Payers, Policy

Survey: Employers overwhelmingly support pre-existing condition coverage requirements

The Affordable Care Act requires employer-sponsored group health plans to cover pre-existing conditions for all individuals regardless of prior coverage. 

As the Trump Administration ramps up its efforts to invalidate the Affordable Care Act and its associated patient protections, a survey shows employers overwhelmingly support rules that preserve coverage for individuals with pre-existing conditions.

A survey of 600 employers of various sizes from healthcare consultancy Mercer, found that 95 percent were in favor of Congressional action to preserve protections for existing conditions in the case of an ACA repeal or negation.

The 2010 law requires employer-sponsored group health plans to cover pre-existing conditions for all individuals regardless of prior coverage.

Employer-sponsored insurance is the single largest category of healthcare coverage, outstripping government payer programs. More than 150 million individuals around the country are covered under employer-sponsored insurance.

Employer sentiment parallels larger public opinion on pre-existing condition protections. According to a 2018 poll from the Kaiser Family Foundation, 75 percent of Americans are against policies that make it possible to deny coverage based on a person’s medical history.
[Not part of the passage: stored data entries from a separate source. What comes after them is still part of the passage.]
#[tokio::test]
async fn events_tail_reports_run_lifecycle() {
    let h = harness();
    let (_, created) =
        request(&h.app, "POST", "/runs", Some(json!({ "glyph": "verify" }))).await;
    poll_terminal(&h.app, created["run_id"].as_str().unwrap()).await;
    tokio::time::sleep(Duration::from_millis(20)).await;

    let (status, tail) = request(&h.app, "GET", "/events/tail?n=50", None).await;
    assert_eq!(status, StatusCode::OK);
    let types: Vec<&str> = tail
        .as_array()
        .unwrap()
        .iter()
        .map(|e| e["type"].as_str().unwrap())
        .collect();
    assert!(types.contains(&"run_enqueued"));
    assert!(types.contains(&"run_start"));
    assert!(types.contains(&"step"));
    assert!(types.contains(&"run_done"));

    h.orchestrator.shutdown().await;
}

#[tokio::test]
async fn cancel_routes_map_states_to_statuses() {
    let h = harness();

    let bogus = uuid::Uuid::new_v4();
    let (status, _) = request(&h.app, "POST", &format!("/runs/{bogus}/cancel"), None).await;
    assert_eq!(status, StatusCode::NOT_FOUND);

    let (_, created) =
        request(&h.app, "POST", "/runs", Some(json!({ "glyph": "verify" }))).await;
    let run_id = created["run_id"].as_str().unwrap().to_string();
    poll_terminal(&h.app, &run_id).await;

    let (status, _) = request(&h.app, "POST", &format!("/runs/{run_id}/cancel"), None).await;
    assert_eq!(status, StatusCode::CONFLICT);

    h.orchestrator.shutdown().await;
}

#[tokio::test]
async fn key_rotation_appends_ledger_and_keeps_old_signatures_valid() {
    let h = harness();

    let payload = b"signed-before-rotation";
    let envelope = {
        let keyring = h.orchestrator.keyring();
        let ring = keyring.read().unwrap();
        ring.sign(payload).unwrap()
    };

    let (status, rotated) = request(&h.app, "POST", "/keys/rotate", Some(json!({}))).await;
    assert_eq!(status, StatusCode::OK);
    let new_kid = rotated["kid"].as_str().unwrap().to_string();
    assert_ne!(new_kid, envelope.key_id);

    let (status, last) = request(&h.app, "GET", "/keys/verify", None).await;
    assert_eq!(status, StatusCode::OK);
    assert_eq!(last["last"]["kid"].as_str().unwrap(), new_kid);

    // Historical key still verifies when named explicitly.
    let keyring = h.orchestrator.keyring();
    let ring = keyring.read().unwrap();
    assert!(ring.verify(payload, &envelope.sig, Some(&envelope.key_id)));
    assert!(ring.verify(payload, &envelope.sig, None));

    let (status, keys) = request(&h.app, "GET", "/keys", None).await;
    assert_eq!(status, StatusCode::OK);
    assert_eq!(keys["active_hmac"].as_str().unwrap(), new_kid);

    h.orchestrator.shutdown().await;
}

#[tokio::test]
async fn signed_endpoints_enforce_hmac_when_required() {
    let mut cfg = OrchestratorConfig::default();
    cfg.keys.require_signatures = true;
    let h = harness_with(cfg);

    let body = json!({ "glyph": "verify" });
    let (status, err) = request(&h.app, "POST", "/runs", Some(body.clone())).await;
    assert_eq!(status, StatusCode::UNAUTHORIZED);
    assert!(err["error"].is_string());

    // Sign the exact body bytes with the active key.
    let bytes = serde_json::to_vec(&body).unwrap();
    let envelope = {
        let keyring = h.orchestrator.keyring();
        let ring = keyring.read().unwrap();
        ring.sign(&bytes).unwrap()
    };
    let req = Request::builder()
        .method("POST")
        .uri("/runs")
        .header("content-type", "application/json")
        .header("X-Codex-KeyId", &envelope.key_id)
        .header("X-Codex-Sig", &envelope.sig)
        .body(Body::from(bytes))
        .unwrap();
    let resp = tower::ServiceExt::oneshot(h.app.clone(), req).await.unwrap();
    assert_eq!(resp.status(), StatusCode::OK);

    // A tampered signature is still rejected.
    let bytes = serde_json::to_vec(&body).unwrap();
    let req = Request::builder()
        .method("POST")
        .uri("/runs")
        .header("content-type", "application/json")
        .header("X-Codex-KeyId", &envelope.key_id)
        .header("X-Codex-Sig", "AAAA")
        .body(Body::from(bytes))
        .unwrap();
    let resp = tower::ServiceExt::oneshot(h.app.clone(), req).await.unwrap();
    assert_eq!(resp.status(), StatusCode::UNAUTHORIZED);

    h.orchestrator.shutdown().await;
}

#[tokio::test]
async fn judge_verdict_returns_signed_envelope() {
    let h = harness();
    let (status, body) = request(
        &h.app,
        "POST",
        "/judge/verdict",
        Some(json!({
            "manifest_hash": "a".repeat(64),
            "metrics": { "requests": 300, "errors": 3, "window_s": 60 },
        })),
    )
    .await;
    assert_eq!(status, StatusCode::OK);
    let jwp: gwo_rollout::JudgeEnvelope = serde_json::from_value(body["jwp"].clone()).unwrap();

    let keyring = h.orchestrator.keyring();
    let ring = keyring.read().unwrap();
    assert!(jwp.verify(&ring));

    h.orchestrator.shutdown().await;
}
Mercer also pointed to a supplementary rationale behind employer support of the policy.

“In addition to believing, along with the majority of Americans, that protecting individuals with pre-existing conditions is the right thing to do, making it a universal requirement takes coverage availability off the table when people are making decisions to leave or stay in a job or look for a new one,” Mercer explained.

Of the policy options offered by Mercer’s survey, pre-existing coverage protections were the only choice to receive majority support.

Expansion of subsidies to help purchase ACA exchange plans, for example, was only supported by 45 percent of respondents. Increasing funding for health exchange enrollment was even less popular, with only 30 percent of survey respondents in favor of the proposal.

Last week, the Trump Administration’s Department of Justice came out in support of a ruling by a Texas judge which seeks to invalidate the ACA as unconstitutional. DOJ lawyers previously called for the pre-existing coverage protections under the law to be zeroed out.

Legal experts expect the case to be eventually brought up in front of the Supreme Court, which will be the third time the high court will take up the issue of the ACA. In two previous decisions in 2012 and 2015, the court upheld the law.